Then, I prompted Gemini 3 Pro to give me a plan for a landing page. Here’s my second user prompt. (link)
I also provided additional reference images, which are optional but could help. This is an opportunity to find various visual inspiration online on sites like Dribbble, Mobbin, or Reeoo. You can also use any stock photography site or inspiration site like Pinterest if you just want to provide an aesthetic inspiration. And if you can also provide a reference image of an existing version of the page if you want to stick to that structure.
But what’s important is that we explicitly ask for a landing page plan with this part of the prompt:
Plan the design, specifically regarding: Ratio of the section Layout, spacing, and white space Texture and backgrounds Animations Be extremely creative
This lets the language model use its knowledge of design, layout, and hierarchy to create a structure for our landing page:
2. Iterate on the basic landing page structure in ASCII
As mentioned, we can start to discuss the basic look and feel of the landing page structure with ASCII mocks. This is going to be the fastest way to iterate on the basic structure.

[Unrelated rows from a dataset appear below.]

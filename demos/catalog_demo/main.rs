//! Catalog walkthrough
//!
//! This example demonstrates:
//! - Loading the catalog configuration from YAML
//! - Debounced filter edits and sort toggles
//! - Creating, updating and optimistically deleting toys
//! - Dashboard aggregates, the branch directory and the chat bot
//!
//! Run with `cargo run --example catalog_demo [config.yaml]`.
//! Set `RUST_LOG=mister_toy=debug` to follow the engine.

use mister_toy::prelude::*;
use std::time::Duration;
use tracing_subscriber::EnvFilter;

const DEFAULT_CONFIG: &str = "demos/catalog_demo/catalog.yaml";

fn print_toys(title: &str, toys: &[Toy]) {
    println!("{}", title);
    for toy in toys {
        let labels: Vec<&str> = toy.labels.iter().map(Label::as_str).collect();
        println!(
            "   - {:<32} ${:>6.0}  {:<12} [{}]",
            toy.name,
            toy.price.unwrap_or(0.0),
            if toy.in_stock { "in stock" } else { "sold out" },
            labels.join(", ")
        );
    }
    println!();
}

#[tokio::main]
async fn main() -> Result<()> {
    // Initialize tracing
    tracing_subscriber::fmt()
        .with_env_filter(
            EnvFilter::try_from_default_env().unwrap_or_else(|_| EnvFilter::new("info")),
        )
        .init();

    println!("🧸 Mister Toy Catalog Demo");
    println!("==========================\n");

    // Load configuration
    let path = std::env::args().nth(1);
    let config = match path.as_deref() {
        Some(path) => CatalogConfig::from_yaml_file(path)?,
        None if std::path::Path::new(DEFAULT_CONFIG).exists() => {
            CatalogConfig::from_yaml_file(DEFAULT_CONFIG)?
        }
        None => CatalogConfig::default(),
    };
    println!("✅ Backend: {:?}\n", config.backend);

    // Wire the engine
    let notifications = NotificationBus::default();
    let mut inbox = notifications.subscribe();
    tokio::spawn(async move {
        while let Ok(note) = inbox.recv().await {
            let marker = if note.is_error() { "❌" } else { "🔔" };
            println!("{} {}", marker, note.message);
        }
    });

    let catalog = CatalogService::new(config.build_store()?);
    let engine = Arc::new(CatalogEngine::new(catalog).with_notifications(notifications));
    engine.dispatch(Command::Reload).await?;
    print_toys("📋 All toys (by name):", &engine.toys());

    // Sorting
    engine.dispatch(Command::ToggleSort(SortBy::Price)).await?;
    engine.dispatch(Command::ToggleSort(SortBy::Price)).await?;
    print_toys("💰 Most expensive first:", &engine.toys());

    // Debounced filter edits: only the last one reaches the store
    let editor = FilterEditor::spawn(Arc::clone(&engine), config.filter_debounce());
    for txt in ["l", "lo", "lor"] {
        editor.update(|filter| filter.txt = txt.to_string());
        tokio::time::sleep(Duration::from_millis(50)).await;
    }
    editor.update(|filter| filter.in_stock = Some(true));
    tokio::time::sleep(config.filter_debounce() + Duration::from_millis(config.local.latency_ms * 2))
        .await;
    print_toys("🔎 In stock, name matching \"lor\":", &engine.toys());

    // Back to the full list
    editor.edit(CatalogService::default_filter());
    tokio::time::sleep(config.filter_debounce() + Duration::from_millis(config.local.latency_ms * 2))
        .await;

    // Create and update
    let draft = Toy {
        labels: [Label::Outdoor, Label::OnWheels].into_iter().collect(),
        ..Toy::new("Rocket Scooter", 240.0)
    };
    if let Outcome::Saved(mut created) = engine.dispatch(Command::SaveToy(draft)).await? {
        created.price = Some(199.0);
        engine.dispatch(Command::SaveToy(created)).await?;
    }

    // Invalid input is rejected before it reaches the store
    if let Err(err) = engine.save_toy(Toy::new("X", 0.0)).await {
        println!("   validation: {}\n", err);
    }

    // Optimistic delete
    if let Some(id) = engine.toys().first().and_then(|toy| toy.id.clone()) {
        engine.dispatch(Command::DeleteToy(id)).await?;
    }

    // Dashboard
    let stats = DashboardStats::from_toys(&engine.toys());
    println!("\n📊 Dashboard");
    println!("   {} toys, {} in stock, {} sold out", stats.total, stats.in_stock, stats.out_of_stock);
    for stat in &stats.labels {
        println!(
            "   {:<16} {:>2} toys, avg ${:.0}",
            stat.label.as_str(),
            stat.count,
            stat.average_price
        );
    }
    for bucket in &stats.price_buckets {
        println!("   {:<10} {}", bucket.range, bucket.count);
    }

    // Branches
    println!("\n📍 Branches");
    for branch in Branch::all() {
        println!("   {} ({:.4}, {:.4}) {}", branch.name, branch.lat, branch.lng, branch.address);
    }

    // Chat
    let chat = ChatSession::new(config.chat_reply_delay());
    chat.send("Do you have kites?");
    tokio::time::sleep(config.chat_reply_delay() + Duration::from_millis(50)).await;
    println!("\n💬 Chat");
    for message in chat.messages() {
        println!("   {:?}: {}", message.by, message.txt);
    }

    drop(editor);
    println!("\n👋 Done");
    Ok(())
}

3. Switch to an image model like Nano Banana and use your design plan as the input
Now that we have a plan and landing page mocks we’re happy with, we can switch our model from Gemini to Nano Banana Pro and provide this instruction:
help me design a UI mock for the hero section, output image
From there, we can iterate on a design that looks good:
4. Extract Visual Assets The Coding Agent Will Need
As you can see in the example above, Nano Banana can generate great-looking visual assets that a coding agent would never make, but it generates a single image. For our coding agent to build this page, it might need specific assets.

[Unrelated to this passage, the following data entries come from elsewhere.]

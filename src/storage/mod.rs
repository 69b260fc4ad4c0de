//! Storage implementations for the `ToyStore` adapter contract

pub mod local;
#[cfg(feature = "remote")]
pub mod remote;

pub use local::{LocalStorageError, LocalToyStore};
#[cfg(feature = "remote")]
pub use remote::HttpToyStore;
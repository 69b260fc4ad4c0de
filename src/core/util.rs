//! Small stateless helpers: ids, random numbers, filler text

use rand::Rng;
use uuid::Uuid;

const LOREM_WORDS: &[&str] = &[
    "sky", "above", "port", "was", "color", "of", "television", "tuned", "to", "dead",
    "channel", "all", "this", "happened", "more", "or", "less", "had", "the", "story",
    "bit", "by", "bit", "from", "various", "people", "and", "as", "generally", "happens",
    "in", "such", "cases", "each", "time", "it", "was", "a", "different", "story",
    "pleasure", "burn", "bright", "wooden", "spinning", "tiny", "giant", "happy",
];

/// Fresh opaque identifier for locally created records
pub fn make_id() -> String {
    Uuid::new_v4().to_string()
}

/// Uniform integer in `[min, max]`; the bounds may be given in either order
pub fn random_int_inclusive(min: i64, max: i64) -> i64 {
    let (low, high) = if min <= max { (min, max) } else { (max, min) };
    rand::rng().random_range(low..=high)
}

/// `words` space-separated filler words
pub fn make_lorem(words: usize) -> String {
    let mut rng = rand::rng();
    (0..words)
        .map(|_| LOREM_WORDS[rng.random_range(0..LOREM_WORDS.len())])
        .collect::<Vec<_>>()
        .join(" ")
}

Fortunately, we can talk to Nano Banana and ask it to remove various pieces until we have just the individual assets that we can use.
Another optional way to spice up this step is to use image-to-video models like Google Veo to generate short video animations that could make your landing page really pop.
5. Have the coding agent code it up!
Now we have a landing page design plan and design system generated in step 1, we have a final reference image that we’re happy with in step 3, and we have individual creative assets the coding agent can use generated in step 4.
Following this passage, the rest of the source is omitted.